Which lines in the data below contain the word "graph"? Return each of them.
[Supplied material Boundary: Start]
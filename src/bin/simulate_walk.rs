use std::path::PathBuf;
use std::sync::Arc;
use std::thread;
use std::time::Duration;

use anyhow::Context;
use clap::Parser;
use crossbeam_channel::{Sender, bounded, unbounded};
use rolling_stats::Stats;

use wayfinder::config::{AdvanceMode, NavConfig, StrideLength};
use wayfinder::engine::{self, EngineCommand, EngineOutput};
use wayfinder::graph::{Building, Graph, Pathfinder};
use wayfinder::navigation::{NavEvent, Navigator, WaypointSchedule};
use wayfinder::output::{OutputFormat, create_formatter};
use wayfinder::sensors::SensorEvent;
use wayfinder::simulation::{WalkConfig, simulate_walk};

#[derive(Parser, Debug)]
#[command(name = "simulate_walk")]
#[command(about = "Walk a route with synthetic sensors and print navigation events", long_about = None)]
struct Args {
    /// Start node id
    #[arg(default_value = "101")]
    from: String,

    /// Destination node id
    #[arg(default_value = "204")]
    to: String,

    /// Bundled building map
    #[arg(short = 'b', long, value_enum, default_value = "college")]
    building: Building,

    /// TOML configuration file
    #[arg(short = 'c', long)]
    config: Option<PathBuf>,

    /// Waypoint advancement: fixed-steps, stride-length
    #[arg(short = 'm', long, value_enum)]
    mode: Option<AdvanceMode>,

    /// Stride length (e.g., "0.7", "70cm")
    #[arg(long)]
    stride: Option<StrideLength>,

    /// Random seed for sensor noise
    #[arg(short = 's', long)]
    seed: Option<u64>,

    /// Steps per second
    #[arg(long, default_value = "1.8")]
    cadence: f64,

    /// Accelerometer noise in g
    #[arg(long, default_value = "0.02")]
    accel_noise: f64,

    /// Heading noise in degrees
    #[arg(long, default_value = "2.0")]
    heading_noise: f64,

    /// Replay samples at walking pace instead of as fast as possible
    #[arg(long)]
    realtime: bool,

    /// Print turn guidance as it changes
    #[arg(long)]
    guidance: bool,

    /// Output format: text, json
    #[arg(short = 'f', long, value_enum, default_value = "text")]
    format: OutputFormat,

    /// Increase output verbosity
    #[arg(short = 'v', long, action = clap::ArgAction::Count)]
    verbose: u8,
}

fn spawn_producer(
    name: &str,
    events: Vec<SensorEvent>,
    tx: Sender<SensorEvent>,
    realtime: bool,
) -> anyhow::Result<thread::JoinHandle<()>> {
    let handle = thread::Builder::new()
        .name(name.to_string())
        .spawn(move || {
            let mut last = Duration::ZERO;
            for event in events {
                if realtime && let Some(t) = event.timestamp() {
                    thread::sleep(t.saturating_sub(last));
                    last = t;
                }
                if tx.send(event).is_err() {
                    break;
                }
            }
        })?;
    Ok(handle)
}

fn main() -> anyhow::Result<()> {
    let args = Args::parse();

    let log_level = match args.verbose {
        0 => "warn",
        1 => "info",
        2 => "debug",
        _ => "trace",
    };
    env_logger::Builder::from_env(env_logger::Env::default().default_filter_or(log_level)).init();

    let mut config = match &args.config {
        Some(path) => NavConfig::load(path)
            .with_context(|| format!("Failed to load config {}", path.display()))?,
        None => NavConfig::default(),
    };
    if let Some(mode) = args.mode {
        config.progress.mode = mode;
    }
    if let Some(stride) = args.stride {
        config.progress.stride_length = stride;
    }
    config.validate()?;

    let graph = Arc::new(Graph::bundled(args.building)?);
    let route = Pathfinder::new(&config.route)
        .find_path(&graph, &args.from, &args.to)
        .with_context(|| format!("No route from {} to {}", args.from, args.to))?;
    let schedule = WaypointSchedule::for_route(&route, &config.progress);

    let walk_config = WalkConfig {
        seed: args.seed,
        cadence_hz: args.cadence,
        accel_noise_g: args.accel_noise,
        heading_noise_deg: args.heading_noise,
        ..WalkConfig::default()
    }
    .with_sample_periods(&config);
    let walk = simulate_walk(&route, &schedule, &walk_config)?;

    println!("=== Wayfinder - Simulated Walk ===");
    println!("Route: {}", route.summary());
    println!("Distance: {:.1} m", route.total_distance());
    match config.progress.mode {
        AdvanceMode::FixedSteps => println!(
            "Advance: every {} steps",
            config.progress.steps_per_waypoint
        ),
        AdvanceMode::StrideLength => {
            println!("Advance: stride {}", config.progress.stride_length)
        }
    }
    println!(
        "Simulating {} strides over {:.1} s",
        walk.steps,
        walk.duration.as_secs_f64()
    );
    println!();

    let (accel_tx, accel_rx) = bounded(64);
    let (mag_tx, mag_rx) = bounded(64);
    let (control_tx, control_rx) = unbounded();
    let (output_tx, output_rx) = unbounded();

    let (step_tx, step_rx) = unbounded();
    let mut navigator = Navigator::new(config);
    navigator.step_detector_mut().subscribe(move |step| {
        let _ = step_tx.send(step.timestamp);
    });

    let engine_handle = thread::Builder::new()
        .name("engine".to_string())
        .spawn(move || engine::run(navigator, accel_rx, mag_rx, control_rx, output_tx))?;

    control_tx.send(EngineCommand::Route {
        graph: Arc::clone(&graph),
        start: args.from.clone(),
        end: args.to.clone(),
    })?;

    // Hold samples back until the engine has a session
    let formatter = create_formatter(args.format, args.verbose > 0);
    for output in output_rx.iter() {
        if let EngineOutput::Event(event) = &output {
            println!("{}", formatter.format_event(event));
            if matches!(event, NavEvent::RouteStarted { .. }) {
                break;
            }
            if matches!(event, NavEvent::RouteNotFound { .. }) {
                anyhow::bail!("Engine could not plan the route");
            }
        }
    }

    let accel_handle = spawn_producer("accelerometer", walk.accelerometer, accel_tx, args.realtime)?;
    let mag_handle = spawn_producer("magnetometer", walk.magnetometer, mag_tx, args.realtime)?;
    drop(control_tx);

    let mut last_direction = None;
    for output in output_rx.iter() {
        match output {
            EngineOutput::Event(event) => {
                if !matches!(event, NavEvent::StepCounted { .. }) || args.verbose > 1 {
                    println!("{}", formatter.format_event(&event));
                }
            }
            EngineOutput::Guidance(guidance) => {
                if args.guidance && last_direction != Some(guidance.direction) {
                    println!("{}", formatter.format_guidance(&guidance));
                    last_direction = Some(guidance.direction);
                }
            }
        }
    }

    let _ = accel_handle.join();
    let _ = mag_handle.join();
    let navigator = engine_handle
        .join()
        .map_err(|_| anyhow::anyhow!("Engine thread panicked"))?;

    let step_times: Vec<Duration> = step_rx.try_iter().collect();
    let mut intervals: Stats<f64> = Stats::new();
    for pair in step_times.windows(2) {
        intervals.update((pair[1] - pair[0]).as_secs_f64() * 1000.0);
    }

    println!();
    println!("State: {:?}", navigator.state());
    println!("Steps counted: {} of {}", navigator.steps_walked(), walk.steps);
    if intervals.count > 0 {
        println!(
            "Step interval: {:.0} ms mean, {:.0} ms std dev, {:.0}-{:.0} ms",
            intervals.mean, intervals.std_dev, intervals.min, intervals.max
        );
    }

    Ok(())
}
[Supplied material Boundary: End]
■ Written answer:
use wayfinder::graph::{Building, Graph, Pathfinder};
    let graph = Arc::new(Graph::bundled(args.building)?);
        .find_path(&graph, &args.from, &args.to)
        graph: Arc::clone(&graph),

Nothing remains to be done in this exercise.